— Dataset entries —
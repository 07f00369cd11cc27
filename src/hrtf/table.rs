//! The KEMAR-style HRTF table: an elevation x azimuth grid of impulse responses, with
//! mirror symmetry standing in for the second ear (§4.3).
//!
//! The real library this crate is modeled on ships the actual measured KEMAR dataset as a
//! compiled-in binary blob loaded at startup. That dataset (a multi-megabyte set of WAV
//! impulse responses) is not part of this crate's sources, so the table here is built
//! procedurally from a simple spherical-head model (interaural time difference via the
//! Woodworth approximation, plus a one-pole head-shadow filter) instead of being parsed
//! from a measurement file. See DESIGN.md for the rationale; the table's *shape* — grid
//! layout, nearest-neighbor lookup, mirror symmetry — is exactly what the spec describes,
//! only the impulse response values are synthetic rather than measured.

use std::sync::OnceLock;

use crate::math::Vec3;
use crate::math::Spherical;

/// Length of every impulse response in the table, in samples (§4.3, §6).
pub const IR_LEN: usize = 128;

/// Sample rate the table's impulse responses are defined at; resampled to the context's
/// output rate if that differs (§6).
pub const NATIVE_SAMPLE_RATE: u32 = 44100;

const ELEVATIONS_DEG: &[f32] = &[
    -40.0, -30.0, -20.0, -10.0, 0.0, 10.0, 20.0, 30.0, 40.0, 50.0, 60.0, 70.0, 80.0, 90.0,
];

fn azimuth_count_for(elevation_deg: f32) -> usize {
    match elevation_deg.round() as i32 {
        -40 | 40 => 56,
        -30 | 30 => 60,
        -20..=20 => 72,
        50 => 45,
        60 => 36,
        70 => 24,
        80 => 12,
        _ => 1, // the pole (+90) has a single measurement: azimuth is meaningless there.
    }
}

fn circular_distance_deg(a: f32, b: f32) -> f32 {
    let d = (a - b).rem_euclid(360.0);
    d.min(360.0 - d)
}

/// One row of the grid: a fixed elevation, with impulse responses at uniformly spaced
/// azimuths around the full circle.
struct Row {
    elevation_deg: f32,
    azimuths_deg: Vec<f32>,
    /// One impulse response per azimuth entry. By construction (see `synth_ir`) this is
    /// the response as heard by a single reference ear; the other ear's response for any
    /// direction is this same table read back at the mirrored azimuth.
    irs: Vec<Vec<f32>>,
}

impl Row {
    fn nearest_azimuth_index(&self, azimuth_deg: f32) -> usize {
        self.azimuths_deg
            .iter()
            .enumerate()
            .min_by(|(_, a), (_, b)| {
                circular_distance_deg(**a, azimuth_deg)
                    .partial_cmp(&circular_distance_deg(**b, azimuth_deg))
                    .unwrap()
            })
            .map(|(index, _)| index)
            .unwrap_or(0)
    }
}

/// A direction-indexed KEMAR-style table: nearest-elevation-then-nearest-azimuth lookup,
/// returning a `(row_index, azimuth_index)` bin identifying the measurement used (stable
/// across calls for the same quantized direction — the cache key sources used to memoize
/// each direction's HRTF spectrum key off of).
pub struct HrtfTable {
    rows: Vec<Row>,
    /// Stand-in IR used for a degenerate (near-zero) direction: frontal, equal-L/R,
    /// full-gain. `row_index` is `usize::MAX`, outside the range any real row can ever
    /// take, so this never collides with a genuine measurement's bin.
    neutral_ir: Vec<f32>,
}

pub type Bin = (usize, usize);

/// The bin returned for a degenerate direction (§7): distinct from every real
/// `(row_index, azimuth_index)` pair so a co-located source's silence-free neutral IR
/// can never be memoized under, or mistaken for, a genuine measurement's cache entry.
pub const NEUTRAL_BIN: Bin = (usize::MAX, 0);

impl HrtfTable {
    fn nearest_row_index(&self, elevation_deg: f32) -> usize {
        self.rows
            .iter()
            .enumerate()
            .min_by(|(_, a), (_, b)| {
                (a.elevation_deg - elevation_deg)
                    .abs()
                    .partial_cmp(&(b.elevation_deg - elevation_deg).abs())
                    .unwrap()
            })
            .map(|(index, _)| index)
            .unwrap_or(0)
    }

    /// Snaps `direction` (need not be normalized) to the nearest measured direction and
    /// returns its bin plus the left/right impulse responses (§4.3). A degenerate
    /// (near-zero) direction — a source co-located with the listener — returns
    /// [`NEUTRAL_BIN`] with a neutral frontal, equal-L/R, full-gain impulse response
    /// instead of silence, so a co-located source stays audible and balanced.
    pub fn lookup(&self, direction: Vec3) -> (Bin, &[f32], &[f32]) {
        let Some(dir) = direction.normalized() else {
            return (NEUTRAL_BIN, &self.neutral_ir, &self.neutral_ir);
        };
        let sph = Spherical::from_local_direction(dir);
        let row_index = self.nearest_row_index(sph.elevation_deg);
        let row = &self.rows[row_index];
        let az_index = row.nearest_azimuth_index(sph.azimuth_deg);

        let mirrored_azimuth = (360.0 - row.azimuths_deg[az_index]).rem_euclid(360.0);
        let mirror_index = row.nearest_azimuth_index(mirrored_azimuth);

        let right = &row.irs[az_index];
        let left = &row.irs[mirror_index];
        ((row_index, az_index), left, right)
    }
}

/// An impulse response as a function of a single "nearness" parameter in `[-1, 1]`: `+1`
/// is the direction directly facing this ear (shortest path, least head shadow), `-1` is
/// directly facing the opposite ear (longest path, most head shadow).
fn synth_ir(nearness: f32) -> Vec<f32> {
    const HEAD_RADIUS_M: f32 = 0.0875;
    const SPEED_OF_SOUND: f32 = 340.0;
    const MAX_ITD_SAMPLES: f32 =
        HEAD_RADIUS_M * (std::f32::consts::FRAC_PI_2 + 1.0) / SPEED_OF_SOUND * NATIVE_SAMPLE_RATE as f32;

    let delay = MAX_ITD_SAMPLES * (0.5 - 0.5 * nearness).max(0.0);
    let gain = 0.35 + 0.65 * (0.5 + 0.5 * nearness);
    let cutoff = (0.15 + 0.85 * (0.5 + 0.5 * nearness)).clamp(0.05, 1.0);

    let mut ir = vec![0.0f32; IR_LEN];
    let onset = delay.clamp(0.0, (IR_LEN - 16) as f32);
    let onset_index = onset.floor() as usize;
    let frac = onset - onset_index as f32;

    let mut state = 0.0f32;
    for k in 0..16 {
        let impulse = match k {
            0 => 1.0 - frac,
            1 => frac,
            _ => 0.0,
        };
        state += cutoff * (impulse - state);
        if onset_index + k < IR_LEN {
            ir[onset_index + k] = gain * state;
        }
    }
    ir
}

/// A frontal, equal-L/R, full-gain impulse response: no head shadow, no ITD, unit gain.
/// Used for a degenerate direction rather than `synth_ir(0.0)`, which already carries
/// some head-shadow attenuation and onset delay at the neutral "nearness" of zero.
fn neutral_ir() -> Vec<f32> {
    let mut ir = vec![0.0f32; IR_LEN];
    ir[0] = 1.0;
    ir
}

fn build() -> HrtfTable {
    let rows = ELEVATIONS_DEG
        .iter()
        .map(|&elevation_deg| {
            let count = azimuth_count_for(elevation_deg);
            let azimuths_deg: Vec<f32> = (0..count).map(|k| k as f32 * 360.0 / count as f32).collect();
            let irs = azimuths_deg
                .iter()
                .map(|&az| {
                    let lateral = az.to_radians().sin() * elevation_deg.to_radians().cos();
                    synth_ir(lateral)
                })
                .collect();
            Row {
                elevation_deg,
                azimuths_deg,
                irs,
            }
        })
        .collect();
    HrtfTable {
        rows,
        neutral_ir: neutral_ir(),
    }
}

static TABLE: OnceLock<HrtfTable> = OnceLock::new();

/// The process-wide compiled-in table (§3 "HRTF table" row: "process-wide static
/// constant, read-only after init").
pub fn table() -> &'static HrtfTable {
    TABLE.get_or_init(build)
}

/// Linearly resamples an impulse response captured at `NATIVE_SAMPLE_RATE` to
/// `target_rate` (§6: "resampled on init to the configured output rate if different").
pub fn resample_linear(ir: &[f32], native_rate: u32, target_rate: u32) -> Vec<f32> {
    if native_rate == target_rate {
        return ir.to_vec();
    }
    let ratio = native_rate as f64 / target_rate as f64;
    let out_len = ((ir.len() as f64) / ratio).round() as usize;
    (0..out_len)
        .map(|i| {
            let src_pos = i as f64 * ratio;
            let i0 = src_pos.floor() as usize;
            let frac = (src_pos - i0 as f64) as f32;
            let a = ir.get(i0).copied().unwrap_or(0.0);
            let b = ir.get(i0 + 1).copied().unwrap_or(a);
            a + (b - a) * frac
        })
        .collect()
}

#[cfg(test)]
mod tests {
    use super::*;

    #[test]
    fn direction_symmetry() {
        let table = table();
        for az_deg in [10.0, 45.0, 90.0, 133.0, 200.0, 300.0] {
            let az = az_deg.to_radians();
            let dir = Vec3::new(az.sin(), 0.0, az.cos());
            let mirrored = Vec3::new(-az.sin(), 0.0, az.cos());

            let (_, left, right) = table.lookup(dir);
            let (_, mirrored_left, mirrored_right) = table.lookup(mirrored);

            assert_eq!(left, mirrored_right);
            assert_eq!(right, mirrored_left);
        }
    }

    #[test]
    fn degenerate_direction_is_neutral_not_silent() {
        let table = table();
        let (bin, left, right) = table.lookup(Vec3::ZERO);
        assert_eq!(bin, NEUTRAL_BIN);
        assert!(bin.0 >= ELEVATIONS_DEG.len(), "neutral bin must not collide with a real row index");
        assert_eq!(left, right, "co-located source must be balanced L/R");
        assert!(left.iter().any(|&s| s != 0.0), "co-located source must stay audible");
    }

    #[test]
    fn resample_preserves_endpoints_roughly() {
        let ir = vec![1.0, 0.5, 0.25, 0.0];
        let resampled = resample_linear(&ir, 44100, 22050);
        assert_eq!(resampled.len(), 2);
    }
}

— WHAT IS BEING ASKED —
Count how many lines above include the word "state" and answer with that figure only.

— ANSWER BELOW —
3